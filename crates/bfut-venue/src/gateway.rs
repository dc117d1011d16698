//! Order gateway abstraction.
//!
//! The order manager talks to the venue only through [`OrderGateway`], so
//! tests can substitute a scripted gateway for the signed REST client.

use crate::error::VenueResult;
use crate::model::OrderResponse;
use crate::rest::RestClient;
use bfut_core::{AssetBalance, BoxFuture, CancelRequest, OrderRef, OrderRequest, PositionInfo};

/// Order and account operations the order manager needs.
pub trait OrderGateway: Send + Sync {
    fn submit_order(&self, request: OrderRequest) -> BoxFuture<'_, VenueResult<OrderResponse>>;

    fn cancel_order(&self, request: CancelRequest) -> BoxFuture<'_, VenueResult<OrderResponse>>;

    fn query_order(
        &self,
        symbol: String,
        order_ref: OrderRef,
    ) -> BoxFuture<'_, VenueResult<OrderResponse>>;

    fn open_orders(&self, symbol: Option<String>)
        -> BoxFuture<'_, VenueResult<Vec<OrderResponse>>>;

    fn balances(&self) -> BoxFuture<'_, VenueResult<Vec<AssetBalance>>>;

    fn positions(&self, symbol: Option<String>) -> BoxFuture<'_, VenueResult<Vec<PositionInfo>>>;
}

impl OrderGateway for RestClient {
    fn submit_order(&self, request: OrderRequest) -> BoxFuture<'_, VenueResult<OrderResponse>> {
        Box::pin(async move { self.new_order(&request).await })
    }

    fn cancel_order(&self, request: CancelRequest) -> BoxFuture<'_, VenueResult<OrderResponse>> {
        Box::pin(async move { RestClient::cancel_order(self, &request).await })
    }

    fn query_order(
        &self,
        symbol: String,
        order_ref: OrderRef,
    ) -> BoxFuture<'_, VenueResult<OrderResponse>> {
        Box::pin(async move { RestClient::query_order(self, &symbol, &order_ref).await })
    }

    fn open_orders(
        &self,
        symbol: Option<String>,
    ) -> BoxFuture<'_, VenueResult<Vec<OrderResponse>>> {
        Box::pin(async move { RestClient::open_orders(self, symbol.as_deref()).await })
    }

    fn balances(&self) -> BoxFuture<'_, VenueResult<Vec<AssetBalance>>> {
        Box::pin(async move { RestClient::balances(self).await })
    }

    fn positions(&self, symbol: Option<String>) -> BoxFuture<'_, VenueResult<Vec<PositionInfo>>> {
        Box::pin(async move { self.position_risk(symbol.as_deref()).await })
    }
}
---
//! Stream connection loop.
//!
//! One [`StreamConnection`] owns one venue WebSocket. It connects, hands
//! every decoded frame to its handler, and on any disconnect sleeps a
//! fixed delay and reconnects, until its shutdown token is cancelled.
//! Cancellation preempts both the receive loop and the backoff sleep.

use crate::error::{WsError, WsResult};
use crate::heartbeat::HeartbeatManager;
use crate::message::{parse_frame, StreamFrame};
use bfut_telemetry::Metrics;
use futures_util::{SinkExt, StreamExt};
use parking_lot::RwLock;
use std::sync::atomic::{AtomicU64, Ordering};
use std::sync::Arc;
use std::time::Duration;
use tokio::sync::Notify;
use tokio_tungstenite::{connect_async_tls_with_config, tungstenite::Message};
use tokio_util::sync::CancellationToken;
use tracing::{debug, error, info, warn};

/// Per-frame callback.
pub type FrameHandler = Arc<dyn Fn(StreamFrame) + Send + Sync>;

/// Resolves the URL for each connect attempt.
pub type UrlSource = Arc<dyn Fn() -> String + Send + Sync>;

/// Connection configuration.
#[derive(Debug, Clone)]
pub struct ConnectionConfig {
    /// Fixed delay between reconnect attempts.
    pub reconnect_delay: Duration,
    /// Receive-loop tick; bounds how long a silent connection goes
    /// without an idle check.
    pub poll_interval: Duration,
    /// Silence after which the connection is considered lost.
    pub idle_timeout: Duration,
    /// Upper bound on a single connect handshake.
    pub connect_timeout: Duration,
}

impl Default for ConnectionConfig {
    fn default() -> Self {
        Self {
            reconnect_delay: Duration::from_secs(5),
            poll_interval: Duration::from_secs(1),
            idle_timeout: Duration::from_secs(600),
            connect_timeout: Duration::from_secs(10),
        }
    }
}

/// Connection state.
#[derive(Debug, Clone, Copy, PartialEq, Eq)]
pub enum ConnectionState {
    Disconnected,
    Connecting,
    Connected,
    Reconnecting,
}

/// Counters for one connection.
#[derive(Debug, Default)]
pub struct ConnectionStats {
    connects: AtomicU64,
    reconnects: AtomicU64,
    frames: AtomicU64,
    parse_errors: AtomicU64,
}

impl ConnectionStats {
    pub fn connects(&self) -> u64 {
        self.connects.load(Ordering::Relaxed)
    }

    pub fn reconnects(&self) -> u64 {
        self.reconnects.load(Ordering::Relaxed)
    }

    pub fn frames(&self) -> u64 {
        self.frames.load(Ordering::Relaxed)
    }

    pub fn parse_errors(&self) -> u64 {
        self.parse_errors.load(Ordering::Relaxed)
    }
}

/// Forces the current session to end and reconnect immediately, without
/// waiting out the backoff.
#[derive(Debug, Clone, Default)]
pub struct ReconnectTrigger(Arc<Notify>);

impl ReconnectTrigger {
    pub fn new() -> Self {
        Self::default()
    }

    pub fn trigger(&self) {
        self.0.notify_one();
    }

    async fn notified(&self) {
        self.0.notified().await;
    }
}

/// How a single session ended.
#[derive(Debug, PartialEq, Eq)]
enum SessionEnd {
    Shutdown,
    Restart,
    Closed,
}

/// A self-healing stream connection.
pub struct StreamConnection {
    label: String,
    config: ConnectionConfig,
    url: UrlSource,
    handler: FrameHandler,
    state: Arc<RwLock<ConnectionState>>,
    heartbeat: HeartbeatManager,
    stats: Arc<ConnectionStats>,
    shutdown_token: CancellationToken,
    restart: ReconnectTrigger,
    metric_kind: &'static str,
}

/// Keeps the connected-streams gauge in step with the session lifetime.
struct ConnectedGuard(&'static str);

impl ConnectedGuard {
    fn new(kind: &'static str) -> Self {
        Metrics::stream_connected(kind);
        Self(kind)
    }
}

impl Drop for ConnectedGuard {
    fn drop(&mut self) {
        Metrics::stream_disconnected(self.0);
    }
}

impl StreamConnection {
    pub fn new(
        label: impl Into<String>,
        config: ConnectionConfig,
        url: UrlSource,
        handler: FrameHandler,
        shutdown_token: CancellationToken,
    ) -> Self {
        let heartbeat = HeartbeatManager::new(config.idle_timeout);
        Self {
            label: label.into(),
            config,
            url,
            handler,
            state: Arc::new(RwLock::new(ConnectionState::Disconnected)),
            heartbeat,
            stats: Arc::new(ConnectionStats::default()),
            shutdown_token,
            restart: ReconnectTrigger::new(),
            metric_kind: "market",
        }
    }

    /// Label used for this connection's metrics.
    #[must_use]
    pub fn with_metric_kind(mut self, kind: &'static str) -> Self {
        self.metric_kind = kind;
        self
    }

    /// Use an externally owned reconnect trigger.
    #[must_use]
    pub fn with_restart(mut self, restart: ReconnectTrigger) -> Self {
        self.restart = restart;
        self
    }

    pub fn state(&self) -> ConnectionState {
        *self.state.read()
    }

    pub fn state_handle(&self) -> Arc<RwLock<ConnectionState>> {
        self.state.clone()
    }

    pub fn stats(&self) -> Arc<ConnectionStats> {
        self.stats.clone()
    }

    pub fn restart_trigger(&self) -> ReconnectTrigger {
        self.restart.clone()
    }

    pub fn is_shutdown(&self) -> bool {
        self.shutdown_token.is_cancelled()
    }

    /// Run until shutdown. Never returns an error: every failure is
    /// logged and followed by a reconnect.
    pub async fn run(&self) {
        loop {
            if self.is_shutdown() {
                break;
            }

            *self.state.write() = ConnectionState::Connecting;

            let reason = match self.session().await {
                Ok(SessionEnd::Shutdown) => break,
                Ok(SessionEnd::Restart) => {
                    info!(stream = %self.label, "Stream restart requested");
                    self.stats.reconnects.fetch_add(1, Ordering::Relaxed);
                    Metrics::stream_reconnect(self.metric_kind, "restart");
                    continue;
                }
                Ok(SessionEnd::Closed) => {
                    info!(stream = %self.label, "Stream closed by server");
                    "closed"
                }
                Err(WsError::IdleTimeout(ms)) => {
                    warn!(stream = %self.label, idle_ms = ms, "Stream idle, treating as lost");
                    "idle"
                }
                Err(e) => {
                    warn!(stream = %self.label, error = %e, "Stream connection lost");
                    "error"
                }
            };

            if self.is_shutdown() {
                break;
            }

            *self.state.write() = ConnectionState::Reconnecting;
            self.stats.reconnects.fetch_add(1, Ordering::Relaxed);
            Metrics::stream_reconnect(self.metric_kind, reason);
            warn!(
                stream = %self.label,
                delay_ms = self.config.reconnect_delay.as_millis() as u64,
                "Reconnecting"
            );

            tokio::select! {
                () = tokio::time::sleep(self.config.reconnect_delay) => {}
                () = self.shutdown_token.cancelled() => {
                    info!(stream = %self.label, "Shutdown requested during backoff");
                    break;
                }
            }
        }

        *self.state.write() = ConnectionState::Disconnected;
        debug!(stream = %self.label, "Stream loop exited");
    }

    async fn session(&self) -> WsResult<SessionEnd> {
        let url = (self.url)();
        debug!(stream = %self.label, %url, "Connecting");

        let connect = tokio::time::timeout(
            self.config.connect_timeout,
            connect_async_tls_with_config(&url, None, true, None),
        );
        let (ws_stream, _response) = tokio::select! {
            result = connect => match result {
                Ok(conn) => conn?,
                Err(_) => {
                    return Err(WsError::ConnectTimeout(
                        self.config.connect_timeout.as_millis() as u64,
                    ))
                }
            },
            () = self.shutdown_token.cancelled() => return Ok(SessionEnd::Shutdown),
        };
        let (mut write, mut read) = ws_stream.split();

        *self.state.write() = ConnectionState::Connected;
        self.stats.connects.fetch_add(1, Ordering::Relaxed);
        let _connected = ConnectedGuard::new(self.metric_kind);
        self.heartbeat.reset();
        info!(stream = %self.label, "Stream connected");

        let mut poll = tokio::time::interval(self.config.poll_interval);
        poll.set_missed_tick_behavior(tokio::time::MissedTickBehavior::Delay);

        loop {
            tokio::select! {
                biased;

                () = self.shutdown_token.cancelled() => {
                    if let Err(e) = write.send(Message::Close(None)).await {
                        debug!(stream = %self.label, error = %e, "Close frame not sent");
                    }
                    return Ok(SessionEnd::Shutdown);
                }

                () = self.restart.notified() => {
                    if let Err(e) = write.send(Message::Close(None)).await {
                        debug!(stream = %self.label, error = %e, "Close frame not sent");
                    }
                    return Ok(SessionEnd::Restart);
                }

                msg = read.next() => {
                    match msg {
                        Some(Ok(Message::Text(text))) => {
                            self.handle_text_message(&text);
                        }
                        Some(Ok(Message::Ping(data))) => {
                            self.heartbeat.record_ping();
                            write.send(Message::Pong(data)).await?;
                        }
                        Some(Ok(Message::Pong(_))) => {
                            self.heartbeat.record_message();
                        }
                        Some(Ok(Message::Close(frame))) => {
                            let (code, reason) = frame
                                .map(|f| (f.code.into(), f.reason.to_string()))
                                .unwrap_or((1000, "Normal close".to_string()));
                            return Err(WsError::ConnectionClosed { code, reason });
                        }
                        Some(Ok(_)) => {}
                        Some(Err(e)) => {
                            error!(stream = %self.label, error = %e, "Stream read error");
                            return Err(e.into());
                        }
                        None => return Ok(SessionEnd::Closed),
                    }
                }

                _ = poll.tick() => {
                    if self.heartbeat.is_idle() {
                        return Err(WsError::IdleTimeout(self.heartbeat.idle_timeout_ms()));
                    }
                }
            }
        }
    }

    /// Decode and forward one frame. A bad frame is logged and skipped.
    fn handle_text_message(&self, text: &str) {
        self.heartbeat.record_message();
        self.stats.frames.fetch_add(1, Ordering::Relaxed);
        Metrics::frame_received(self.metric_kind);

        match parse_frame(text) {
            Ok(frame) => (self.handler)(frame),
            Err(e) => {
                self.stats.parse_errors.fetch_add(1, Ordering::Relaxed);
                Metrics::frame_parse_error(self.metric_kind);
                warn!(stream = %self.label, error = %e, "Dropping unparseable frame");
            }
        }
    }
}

#### Problem statement
Only lines with the word "Some" are wanted, so copy each one from the records.

#### Answer space
                        Some(Ok(Message::Text(text))) => {
                        Some(Ok(Message::Ping(data))) => {
                        Some(Ok(Message::Pong(_))) => {
                        Some(Ok(Message::Close(frame))) => {
                        Some(Ok(_)) => {}
                        Some(Err(e)) => {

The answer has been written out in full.